Мы засмеялись. Лучи солнца становились всё тускнее и тускнее, скользили по веткам и наблюдали за ящерками, перебегающими от одной яблони к другой. У Глеба даже была привычка хватать их и отрывать хвосты, а потом смотреть, как ящерицы, хрустя листьями, ныряют в свои норки и изредка высовывают зелёные мордочки. Он в целом был хулиган, крал булочки из буфета, ругался с родителями, передразнивал учителей. Зато как разбирался в математике! Только покажи задачку — и он на раз-два её порешает.
Верка, правда, была другой. Иногда в красивых платьицах ходила, в русые косы ленточки вплетала, духами брызгалась, а тут раз — и в братнины брюки переоденется, картуз на голову накинет и, ей-богу, от мальчишки не отличишь! Она-то и нашла этот сад, когда за подосиновиками бегала, потом привела Глеба, за ним — Оксанку. Так мы и повадились сюда всей гурьбой: термос — в руки, картошку — из дому, иногда баранки. Сидели чуть ли не дотемна, смеялись, а перед уходом карманы яблоками набивали, бежали домой и по ночам лакомились, тихо так, чтоб мамка не услыхала.

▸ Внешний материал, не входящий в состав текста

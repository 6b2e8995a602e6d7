use crate::error::{ValidationError, ValidationResult};

/// Canonical ticker form used as the key everywhere: trimmed, upper case.
pub fn normalize_ticker(raw: &str) -> String {
    raw.trim().to_uppercase()
}

/// Inputs for [`Holding::new`]. `last_price` defaults to 0 when unknown.
#[derive(Debug, Clone, Default)]
pub struct HoldingConfig {
    pub ticker: String,
    pub shares: f64,
    pub last_price: Option<f64>,
}

impl HoldingConfig {
    pub fn new(ticker: &str, shares: f64) -> Self {
        Self {
            ticker: ticker.to_owned(),
            shares,
            last_price: None,
        }
    }

    pub fn with_price(mut self, price: f64) -> Self {
        self.last_price = Some(price);
        self
    }
}

/// A position in a single stock.
#[derive(Debug, Clone, PartialEq)]
pub struct Holding {
    ticker: String,
    shares: f64,
    last_price: f64,
}

impl Holding {
    pub fn new(config: HoldingConfig) -> ValidationResult<Self> {
        let ticker = normalize_ticker(&config.ticker);
        if ticker.is_empty() {
            return Err(ValidationError::EmptyTicker);
        }
        // negated comparisons so NaN is rejected too
        if !(config.shares >= 0.0) {
            return Err(ValidationError::NegativeShares {
                ticker,
                shares: config.shares,
            });
        }
        let last_price = config.last_price.unwrap_or(0.0);
        if !(last_price >= 0.0) {
            return Err(ValidationError::NegativePrice {
                ticker,
                price: last_price,
            });
        }

        Ok(Self {
            ticker,
            shares: config.shares,
            last_price,
        })
    }

    pub fn ticker(&self) -> &str {
        &self.ticker
    }

    pub fn shares(&self) -> f64 {
        self.shares
    }

    pub fn last_price(&self) -> f64 {
        self.last_price
    }

    /// Sets the last known price. The sign is not checked here.
    pub fn update_price(&mut self, price: f64) {
        self.last_price = price;
    }

    pub fn market_value(&self) -> f64 {
        self.shares * self.last_price
    }
}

— Нет, ну как быстро время летит! — пылко выкрикнула Машка, когда все потянулись за квасом. Её стакан так и остался стоять на газете: к нему уже слетались мошки, оседали на дно мелкие яблоневые листья. — Я ж скоро с папкой в Псков умчу, на курсы парикмахерские записываться. А там поглядишь — и замуж успею выскочить…
Все затихли и с горечью посмотрели на Машу. Время шло, семьи из нашей деревни часто переезжали. Я знала, что это коснётся и меня тоже, но постоянно оттягивала момент, уходила от злобных мыслей, будто это могло помочь.
И вдруг Оксана выдала:
— А я кондитерскую свою открою.
Мы на эти слова удивлённо похлопали глазами. Нет, печь Оксана умела, но чтоб кондитерскую… Да ну!
— Это на какие такие шиши, Оксанка? — прыснул Глеб.
— А вон какие у меня медовички получаются, пальчики оближешь! Денежку заработаю, в Москву поеду — и с Дашкой Журавлевой сработаюсь. А ты молчи, Глеб! Небось сам в деревне останешься, мотоциклы свои ремонтировать…
Глеб скривился, а после пожал плечами и сделал вид, будто ему всё равно. Он вроде даже хотел съязвить Оксанке в ответ, но поерзал на месте и промолчал: правда глаза колола. У Верещагиных пусть и были деньги, но не такие, чтобы обеспечивать учёбу обоим: Веру собирались отправить в Москву в помощницы какой-то их дальней родственницы, портнихи, как сами они говорили.
— Я тоже в Погорелке останусь, — подал голос Серёжа. Ох, какой же у него был голос… Басистый, с хрипотцой. И в Погорелке, в Погорелке останется! Я прошептала одними губами:
— Как?
— Дак вот так, — усмехнулся Серёжа, его добрые голубые глаза и светлые волосы, лежавшие завитками, сделались вдруг восьмым чудом света. — С папкой жить буду, дом перестроим. А в угол, где у нас раньше слива цвела, баньку примостим… А ты чего, Нюсь? Случилось что?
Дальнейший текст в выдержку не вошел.